The Ewe split into three groups as a result of the dispersal. The first group went north-west and founded the towns of Hohoe, Kpandu, Peki, and Kpalimé among others. The second group went west and founded the town of Ho and those surrounding it. The third group went south-west along the coast and founded Bè (present day Lomé) and Anlo among others. They populated significant parts of Togo and Ghana, giving rise to the Ewe and their sub-groups, such as the Bè. It is estimated that it took approximately a century to reach the Togo coastline and settle in the Lomé region from Notsé.
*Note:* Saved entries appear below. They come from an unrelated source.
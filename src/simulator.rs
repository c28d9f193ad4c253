//! Day-by-day simulation of a fixed-ratio rebalancing policy.
//!
//! The simulator is a pure function of its inputs: it holds no state between
//! calls, performs no I/O and never logs.

use chrono::NaiveDate;
use serde::Serialize;

use crate::error::{BalanceError, Result};
use crate::portfolio::PortfolioState;
use crate::strategy::{RebalanceRule, StrategyConfig};
use crate::types::{Asset, EquityCurve, EquityPoint, PricePoint, PriceSeries};

/// Trades smaller than this fraction of portfolio value are rounding, not rebalances.
const NEGLIGIBLE_TRADE: f64 = 1e-12;

/// A rebalance that moved value between the legs.
#[derive(Debug, Clone, Copy, PartialEq, Serialize)]
pub struct RebalanceEvent {
    pub date: NaiveDate,
    pub day_index: usize,
    /// Dollar value of SPY sold, negative when SPY was bought.
    pub spy_sold: f64,
}

/// Everything a single simulation produces.
#[derive(Debug, Clone)]
pub struct SimulationRun {
    pub curve: EquityCurve,
    /// Post-rebalance holdings, one per trading day.
    pub holdings: Vec<PortfolioState>,
    /// Days where the rule fired and value actually changed legs.
    pub rebalances: Vec<RebalanceEvent>,
}

impl SimulationRun {
    pub fn rebalance_count(&self) -> usize {
        self.rebalances.len()
    }
}

/// Simulate `config` over `prices` and return the equity curve.
pub fn simulate(prices: &PriceSeries, config: &StrategyConfig, initial_capital: f64) -> Result<EquityCurve> {
    run(prices, config, initial_capital).map(|run| run.curve)
}

/// Simulate `config` over `prices`, keeping the holdings trace and rebalances.
pub fn run(prices: &PriceSeries, config: &StrategyConfig, initial_capital: f64) -> Result<SimulationRun> {
    validate_capital(initial_capital)?;

    let target = config.target_weight_spy();
    let rule = config.rule();
    let first = prices.first();

    let mut state = PortfolioState::allocate(first, initial_capital, target);
    let mut points = Vec::with_capacity(prices.len());
    let mut holdings = Vec::with_capacity(prices.len());
    let mut rebalances = Vec::new();

    points.push(EquityPoint {
        date: first.date,
        value: initial_capital,
    });
    holdings.push(state);

    for (day_index, point) in prices.iter().enumerate().skip(1) {
        state.mark(point);
        let value = checked_value(&state, point)?;

        if rule.should_rebalance(day_index, state.weight_spy(point), target) {
            let spy_sold = state.rebalance(point, target);
            if spy_sold.abs() > value * NEGLIGIBLE_TRADE {
                rebalances.push(RebalanceEvent {
                    date: point.date,
                    day_index,
                    spy_sold,
                });
            }
        }

        points.push(EquityPoint {
            date: point.date,
            value,
        });
        holdings.push(state);
    }

    Ok(SimulationRun {
        curve: EquityCurve::new(points),
        holdings,
        rebalances,
    })
}

/// Equity curve of putting all capital in one asset and never trading.
pub fn buy_and_hold(prices: &PriceSeries, asset: Asset, initial_capital: f64) -> Result<EquityCurve> {
    let weight_spy = match asset {
        Asset::Spy => 1.0,
        Asset::Gld => 0.0,
    };
    // A single-asset portfolio never drifts, so no rule ever trades.
    let config = StrategyConfig::new(weight_spy, RebalanceRule::Threshold { tolerance: 1.0 })?;
    simulate(prices, &config, initial_capital)
}

fn validate_capital(initial_capital: f64) -> Result<()> {
    if initial_capital.is_finite() && initial_capital > 0.0 {
        Ok(())
    } else {
        Err(BalanceError::InvalidConfig(format!(
            "initial capital must be positive and finite, got {}",
            initial_capital
        )))
    }
}

fn checked_value(state: &PortfolioState, point: &PricePoint) -> Result<f64> {
    let value = state.total_value(point);
    if value.is_finite() && value > 0.0 {
        Ok(value)
    } else {
        Err(BalanceError::DegenerateState {
            date: point.date,
            value,
        })
    }
}

#[cfg(test)]
mod tests {
    use super::*;
    use crate::types::tests::series;

    fn config(weight: f64, rule: RebalanceRule) -> StrategyConfig {
        StrategyConfig::new(weight, rule).unwrap()
    }

    #[test]
    fn test_three_day_daily_rebalance() {
        let prices = series(&[100.0, 110.0, 105.0], &[100.0, 95.0, 100.0]);
        let run = run(&prices, &config(0.5, RebalanceRule::Calendar { period: 1 }), 1000.0).unwrap();

        assert_eq!(run.holdings[0].shares(Asset::Spy), 5.0);
        assert_eq!(run.holdings[0].shares(Asset::Gld), 5.0);

        let values: Vec<f64> = run.curve.values().collect();
        assert_eq!(values[0], 1000.0);
        assert!((values[1] - 1025.0).abs() < 1e-9);

        let spy_shares = 512.5 / 110.0;
        let gld_shares = 512.5 / 95.0;
        assert!((run.holdings[1].shares(Asset::Spy) - spy_shares).abs() < 1e-12);
        assert!((run.holdings[1].shares(Asset::Gld) - gld_shares).abs() < 1e-12);

        let expected_day2 = spy_shares * 105.0 + gld_shares * 100.0;
        assert!((values[2] - expected_day2).abs() < 1e-9);
        assert_eq!(run.rebalance_count(), 2);
    }

    #[test]
    fn test_single_day_series() {
        let prices = series(&[100.0], &[50.0]);
        let run = run(&prices, &config(0.3, RebalanceRule::Calendar { period: 1 }), 500.0).unwrap();
        assert_eq!(run.curve.len(), 1);
        assert_eq!(run.curve.first().unwrap().value, 500.0);
        assert!(run.rebalances.is_empty());
    }

    #[test]
    fn test_calendar_period_skips_days() {
        let prices = series(&[100.0, 120.0, 90.0, 110.0, 100.0], &[100.0; 5]);
        let run = run(&prices, &config(0.5, RebalanceRule::Calendar { period: 2 }), 1000.0).unwrap();
        let days: Vec<usize> = run.rebalances.iter().map(|e| e.day_index).collect();
        assert_eq!(days, vec![2, 4]);
    }

    #[test]
    fn test_threshold_only_trades_on_drift() {
        // Day 1 pushes SPY weight to 0.6, day 2 back to 0.5 after the trade.
        let prices = series(&[100.0, 150.0, 150.0, 151.0], &[100.0, 100.0, 100.0, 100.0]);
        let run = run(&prices, &config(0.5, RebalanceRule::Threshold { tolerance: 0.05 }), 1000.0).unwrap();
        assert_eq!(run.rebalance_count(), 1);
        assert_eq!(run.rebalances[0].day_index, 1);
        assert!((run.rebalances[0].spy_sold - 125.0).abs() < 1e-9);
    }

    #[test]
    fn test_no_op_rebalances_are_not_recorded() {
        let prices = series(&[100.0, 120.0, 90.0, 110.0], &[100.0, 95.0, 105.0, 98.0]);
        for weight in [0.0, 1.0] {
            let run = run(&prices, &config(weight, RebalanceRule::Calendar { period: 1 }), 1000.0).unwrap();
            assert_eq!(run.rebalance_count(), 0, "weight {}", weight);
        }

        // Unchanged prices leave nothing to trade even when the calendar fires.
        let flat = series(&[100.0; 4], &[50.0; 4]);
        let run = run(&flat, &config(0.3, RebalanceRule::Calendar { period: 1 }), 1000.0).unwrap();
        assert_eq!(run.rebalance_count(), 0);
    }

    #[test]
    fn test_rebalance_keeps_value_continuous() {
        let prices = series(&[100.0, 130.0, 80.0, 95.0], &[100.0, 90.0, 120.0, 110.0]);
        let run = run(&prices, &config(0.4, RebalanceRule::Calendar { period: 1 }), 1000.0).unwrap();
        for (state, point) in run.holdings.iter().zip(prices.iter()).skip(1) {
            let curve_value = run
                .curve
                .points()
                .iter()
                .find(|p| p.date == point.date)
                .unwrap()
                .value;
            assert!((state.total_value(point) - curve_value).abs() < 1e-9);
            assert!((state.weight_spy(point) - 0.4).abs() < 1e-12);
        }
    }

    #[test]
    fn test_rejects_bad_capital() {
        let prices = series(&[100.0, 101.0], &[50.0, 51.0]);
        let cfg = config(0.5, RebalanceRule::Calendar { period: 1 });
        assert!(matches!(simulate(&prices, &cfg, 0.0), Err(BalanceError::InvalidConfig(_))));
        assert!(simulate(&prices, &cfg, -10.0).is_err());
        assert!(simulate(&prices, &cfg, f64::NAN).is_err());
    }

    #[test]
    fn test_overflowing_value_is_degenerate() {
        let prices = series(&[1.0, f64::MAX], &[1.0, f64::MAX]);
        let cfg = config(0.5, RebalanceRule::Calendar { period: 1 });
        let err = simulate(&prices, &cfg, 10.0).unwrap_err();
        assert!(matches!(err, BalanceError::DegenerateState { .. }));
    }

    #[test]
    fn test_buy_and_hold_tracks_asset() {
        let prices = series(&[100.0, 110.0, 121.0], &[50.0, 40.0, 60.0]);
        let spy = buy_and_hold(&prices, Asset::Spy, 1000.0).unwrap();
        let gld = buy_and_hold(&prices, Asset::Gld, 1000.0).unwrap();

        let spy_values: Vec<f64> = spy.values().collect();
        let gld_values: Vec<f64> = gld.values().collect();
        assert!((spy_values[2] - 1210.0).abs() < 1e-9);
        assert!((gld_values[1] - 800.0).abs() < 1e-9);
        assert!((gld_values[2] - 1200.0).abs() < 1e-9);
    }
}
=== Critiques and nuances ===
While the existence of Notsé and the migration are not questioned, the idea that it is the origin of the Ewe people is sometimes reconsidered. Indeed, the German colonizers who took over Togo in 1890 made choices among the oral traditions they collected. It is quite plausible that they selected the narratives that suited them best, and presenting a monolithic origin of the Ewe people undoubtedly served their purposes. Moreover, they might have documented this version for evangelization purposes, drawing parallels between the biblical Exodus and that of the Ewe. This narrative was thus widely propagated throughout the region by some German missionaries, and while Notsé holds a significant religious role among all Ewe, it appears that foundation stories linking their origin to Notsé were not universally shared before the spread of this narrative.

== Legacy ==
The exodus, which may not necessarily be the true origin of the people, is perceived as the genesis of the Ewe by its own members. It has gradually established itself among the Ewe as the beginning of their history.